Nada pasa porque sí

 Me sentía atrapado.
   Eran aquellos días en los que me resultaba imposible pronunciar palabra. Al levantarme solo era capaz de vestirme con la misma ropa del día anterior, caminar unos cuantos pasos hasta el sofá y dejarme caer en él.
   ¿Qué te pasa hoy? Solía preguntarme mi mujer, pero qué contestarle, las raíces se habían extendido tanto por el interior de mi cuerpo, que oprimían mis cuerdas vocales impidiéndome articular palabra.
   Era el síndrome de la vejez prematura; me tumbaba en el sofá, el televisor encendido y veía película tras película en una sesión sin fin de vidas de mentira; necesitaba olvidar que yo era el protagonista de una vida real, una vida que ardía constantemente, consumiéndome por dentro. ¿Dónde estaba ese chico que siempre quiso aprender a escalar? ¿Dónde se habían ido los viajes a la India para ver las estatuas gigantes de Buda? ¿Dónde quedaron esas visitas a las tumbas de Bukowski, Bruce lee o Jim Morrison? ¿Por qué nunca había hecho nada de eso?
   Me sentía atrapado.
   ¿Pero qué te pasa hoy? Me preguntaba mi mujer, ¿Qué mierdas me pasa hoy? Me preguntaba yo, pero no encontraba respuesta en mi aforo interno de múltiples y desquiciadas personalidades; solo el eco de las conversaciones de las películas que se escuchaba de fondo, el crepitar de las raíces abriéndose paso sin compasión por todo mi interior; y en ocasiones, algún soliloquio absurdo, un monólogo de un humorista fracasado condenado a un ostracismo forzado.

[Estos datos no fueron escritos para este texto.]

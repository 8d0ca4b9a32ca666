// libs/appointment-cell/src/services/booking.rs
use std::sync::Arc;
use std::time::Duration;

use chrono::{DateTime, NaiveDate, NaiveTime, Utc};
use tracing::{debug, info, warn};
use uuid::Uuid;

use shared_utils::phone::normalize_phone;

use crate::models::{
    hhmm, Appointment, AppointmentStatus, BookingError, BookingReceipt, Client, CreateAppointmentRequest,
    EntityKind, Professional, RescheduleAppointmentRequest, Service, TimeRange,
};
use crate::services::availability::AvailabilityService;
use crate::services::cache::{appointment_tags, invalidate_quietly, CacheInvalidator};
use crate::services::conflict::has_conflict;
use crate::services::notifications::{notify_with_timeout, AppointmentNotification, NotificationKind, Notifier};
use crate::store::{BookingStore, NewAppointment, NewClient, StoreError};

/// The only component that writes appointments. Every write is fail-fast:
/// references are resolved and the slot is rechecked before the first
/// mutation, and the store's atomic check closes the remaining race.
#[derive(Clone)]
pub struct BookingService {
    availability: AvailabilityService,
    store: Arc<dyn BookingStore>,
    notifier: Arc<dyn Notifier>,
    cache: Arc<dyn CacheInvalidator>,
    phone_country_code: String,
    notification_timeout: Duration,
}

fn require_text(value: &str, field: &'static str) -> Result<(), BookingError> {
    if value.trim().is_empty() {
        Err(BookingError::MissingField(field))
    } else {
        Ok(())
    }
}

fn describe(date: NaiveDate, time: NaiveTime) -> String {
    format!("{} {}", date, hhmm::format(&time))
}

impl BookingService {
    pub fn new(
        availability: AvailabilityService,
        store: Arc<dyn BookingStore>,
        notifier: Arc<dyn Notifier>,
        cache: Arc<dyn CacheInvalidator>,
        phone_country_code: impl Into<String>,
        notification_timeout: Duration,
    ) -> Self {
        Self {
            availability,
            store,
            notifier,
            cache,
            phone_country_code: phone_country_code.into(),
            notification_timeout,
        }
    }

    pub async fn create_appointment(
        &self,
        business_id: Uuid,
        request: CreateAppointmentRequest,
    ) -> Result<BookingReceipt, BookingError> {
        require_text(&request.service, "service")?;
        require_text(&request.professional, "professional")?;
        let time = request.time.ok_or(BookingError::MissingField("time"))?;
        require_text(&request.client_name, "client_name")?;
        require_text(&request.client_phone, "client_phone")?;

        let service = self.availability.require_service(business_id, &request.service).await?;
        let professional = self.availability.require_professional(business_id, &request.professional).await?;

        let phone = normalize_phone(&request.client_phone, &self.phone_country_code)
            .ok_or_else(|| BookingError::InvalidInput(format!("Invalid phone number: {}", request.client_phone.trim())))?;

        let date = request.date.unwrap_or_else(|| self.availability.clock().today());
        let (start_time, end_time) = self
            .check_slot(business_id, &professional, &service, date, time, None)
            .await?;

        let client = self.upsert_client(business_id, request.client_name.trim(), &phone).await?;

        let new_appointment = NewAppointment {
            business_id,
            professional_id: professional.id,
            service_id: service.id,
            client_id: client.id,
            start_time,
            end_time,
            status: AppointmentStatus::Scheduled,
            notes: request.notes.filter(|notes| !notes.trim().is_empty()),
        };

        let appointment = match self.store.insert_appointment(new_appointment).await {
            Ok(appointment) => appointment,
            Err(StoreError::Conflict) => {
                warn!(
                    "Slot {} for professional {} was taken concurrently",
                    describe(date, time),
                    professional.id
                );
                return Err(self.slot_unavailable(business_id, &professional, &service, date, time, None).await);
            }
            Err(e) => return Err(e.into()),
        };

        info!(
            "Appointment {} booked: {} with {} at {}",
            appointment.id,
            service.name,
            professional.name,
            describe(date, time)
        );

        self.after_commit(
            NotificationKind::Created,
            &appointment,
            Some(client.clone()),
            Some(&service),
            Some(&professional),
        )
        .await;

        Ok(BookingReceipt {
            appointment,
            service,
            professional,
            client,
        })
    }

    pub async fn cancel_appointment(&self, business_id: Uuid, appointment_id: Uuid) -> Result<Appointment, BookingError> {
        let appointment = self.find_appointment(business_id, appointment_id).await?;

        match appointment.status {
            AppointmentStatus::Cancelled => {
                debug!("Appointment {} already cancelled", appointment_id);
                return Ok(appointment);
            }
            AppointmentStatus::Completed | AppointmentStatus::NoShow => {
                return Err(BookingError::InvalidInput(format!(
                    "Appointment {} is {} and cannot be cancelled",
                    appointment_id, appointment.status
                )));
            }
            AppointmentStatus::Scheduled | AppointmentStatus::Confirmed => {}
        }

        let cancelled = self
            .store
            .update_appointment_status(business_id, appointment_id, AppointmentStatus::Cancelled)
            .await?;

        info!("Appointment {} cancelled", appointment_id);
        self.after_commit(NotificationKind::Cancelled, &cancelled, None, None, None).await;

        Ok(cancelled)
    }

    /// Moves an active appointment, keeping `end = start + service duration`.
    /// The date defaults to the appointment's current local date.
    pub async fn reschedule_appointment(
        &self,
        business_id: Uuid,
        appointment_id: Uuid,
        request: RescheduleAppointmentRequest,
    ) -> Result<Appointment, BookingError> {
        let time = request.time.ok_or(BookingError::MissingField("time"))?;
        let current = self.find_appointment(business_id, appointment_id).await?;

        if !current.is_active() {
            return Err(BookingError::InvalidInput(format!(
                "Appointment {} is {} and cannot be rescheduled",
                appointment_id, current.status
            )));
        }

        let service = self
            .availability
            .require_service(business_id, &current.service_id.to_string())
            .await?;
        let professional = self
            .availability
            .require_professional(business_id, &current.professional_id.to_string())
            .await?;

        let date = request
            .date
            .unwrap_or_else(|| self.availability.clock().to_local(current.start_time).date());
        let (start_time, end_time) = self
            .check_slot(business_id, &professional, &service, date, time, Some(appointment_id))
            .await?;

        let moved = match self
            .store
            .reschedule_appointment(business_id, appointment_id, start_time, end_time)
            .await
        {
            Ok(moved) => moved,
            Err(StoreError::Conflict) => {
                return Err(self
                    .slot_unavailable(business_id, &professional, &service, date, time, Some(appointment_id))
                    .await);
            }
            Err(e) => return Err(e.into()),
        };

        info!("Appointment {} rescheduled to {}", appointment_id, describe(date, time));
        self.after_commit(
            NotificationKind::Rescheduled,
            &moved,
            None,
            Some(&service),
            Some(&professional),
        )
        .await;

        Ok(moved)
    }

    /// Every appointment (any status) starting on the local `date`.
    pub async fn list_appointments(&self, business_id: Uuid, date: Option<NaiveDate>) -> Result<Vec<Appointment>, BookingError> {
        let date = date.unwrap_or_else(|| self.availability.clock().today());
        let (from, to) = self
            .availability
            .clock()
            .day_window(date)
            .ok_or_else(|| BookingError::InvalidInput(format!("Date {} is out of range", date)))?;

        Ok(self.store.find_appointments_for_business(business_id, from, to).await?)
    }

    async fn find_appointment(&self, business_id: Uuid, appointment_id: Uuid) -> Result<Appointment, BookingError> {
        self.store
            .find_appointment(business_id, appointment_id)
            .await?
            .ok_or_else(|| BookingError::NotFound {
                entity: EntityKind::Appointment,
                reference: appointment_id.to_string(),
                suggestions: Vec::new(),
            })
    }

    /// Re-reads the professional's bookings and checks the requested
    /// interval, returning its UTC bounds when bookable.
    async fn check_slot(
        &self,
        business_id: Uuid,
        professional: &Professional,
        service: &Service,
        date: NaiveDate,
        time: NaiveTime,
        exclude_appointment_id: Option<Uuid>,
    ) -> Result<(DateTime<Utc>, DateTime<Utc>), BookingError> {
        let range = TimeRange::starting_at(date.and_time(time), service.duration_minutes as i64)
            .ok_or_else(|| BookingError::InvalidInput(format!("Date {} is out of range", date)))?;

        let calendar = self.availability.calendar(business_id).await?;
        let mut bookable = calendar.is_open(date) && calendar.day_limits(date).contains(&range);
        if bookable {
            let busy = self
                .availability
                .busy_ranges(business_id, professional.id, date, exclude_appointment_id)
                .await?;
            bookable = !has_conflict(&range, &busy);
        }

        if !bookable {
            return Err(self
                .slot_unavailable(business_id, professional, service, date, time, exclude_appointment_id)
                .await);
        }

        let clock = self.availability.clock();
        match (clock.to_utc(range.start), clock.to_utc(range.end)) {
            (Some(start), Some(end)) => Ok((start, end)),
            _ => Err(BookingError::InvalidInput(format!(
                "{} does not exist in the business timezone",
                describe(date, time)
            ))),
        }
    }

    async fn slot_unavailable(
        &self,
        business_id: Uuid,
        professional: &Professional,
        service: &Service,
        date: NaiveDate,
        time: NaiveTime,
        exclude_appointment_id: Option<Uuid>,
    ) -> BookingError {
        let available_slots = match self
            .availability
            .open_slots(
                business_id,
                professional.id,
                date,
                service.duration_minutes as i64,
                self.availability.booking_interval(),
                exclude_appointment_id,
            )
            .await
        {
            Ok(slots) => slots.iter().map(hhmm::format).collect(),
            Err(e) => {
                warn!("Could not compute alternatives for {}: {}", describe(date, time), e);
                Vec::new()
            }
        };

        BookingError::SlotUnavailable {
            requested: describe(date, time),
            available_slots,
        }
    }

    /// Phone is the durable key; a repeat booking refreshes the stored name.
    async fn upsert_client(&self, business_id: Uuid, name: &str, phone: &str) -> Result<Client, BookingError> {
        match self.store.find_client_by_phone(business_id, phone).await? {
            Some(existing) if existing.name == name => Ok(existing),
            Some(existing) => {
                debug!("Updating name of client {}", existing.id);
                Ok(self.store.update_client_name(business_id, existing.id, name).await?)
            }
            None => {
                let inserted = self
                    .store
                    .insert_client(NewClient {
                        business_id,
                        name: name.to_string(),
                        phone: phone.to_string(),
                    })
                    .await;

                match inserted {
                    Ok(client) => {
                        debug!("Created client {}", client.id);
                        Ok(client)
                    }
                    // A concurrent booking registered the same phone first.
                    Err(StoreError::Duplicate(reason)) => {
                        debug!("Client insert lost a race ({}), reusing existing row", reason);
                        match self.store.find_client_by_phone(business_id, phone).await? {
                            Some(existing) if existing.name == name => Ok(existing),
                            Some(existing) => Ok(self.store.update_client_name(business_id, existing.id, name).await?),
                            None => Err(StoreError::Duplicate(reason).into()),
                        }
                    }
                    Err(e) => Err(e.into()),
                }
            }
        }
    }

    async fn after_commit(
        &self,
        kind: NotificationKind,
        appointment: &Appointment,
        client: Option<Client>,
        service: Option<&Service>,
        professional: Option<&Professional>,
    ) {
        invalidate_quietly(self.cache.as_ref(), &appointment_tags(appointment.business_id)).await;

        let notification = AppointmentNotification {
            kind,
            business_id: appointment.business_id,
            appointment: appointment.clone(),
            client,
            service_name: service.map(|s| s.name.clone()),
            professional_name: professional.map(|p| p.name.clone()),
        };
        notify_with_timeout(self.notifier.as_ref(), &notification, self.notification_timeout).await;
    }
}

   Me sentía atrapado, sí, atrapado en el interior de una mente dentro de un cuerpo en el cuarto de un piso de una ciudad ubicada en un planeta condenado a girar alrededor de un absurdo sol. Atrapado entre las paredes de mi casa, que a su vez estaban atrapadas entre los muros del edificio, rodeados éstos de toda la masa cancerígena que formaban los edificios colindantes.
   No sabía qué era la libertad, porque ésta no existía realmente; había sido un espermatozoide atrapado en los testículos de un padre; pasé de embrión a feto en la prisión de un útero materno para convertirme en un niño atrapado entre los brazos de una madre, que me atrapó al elixir de sus pezones para pasar después a estar atrapado en un colegio, a clases de mecanografía y catequesis, en comidas familiares para celebrar festividades marcadas en calendarios por tradiciones ridículas que nunca llegué a comprender y que nadie recuerda realmente su cómo, dónde o por qué.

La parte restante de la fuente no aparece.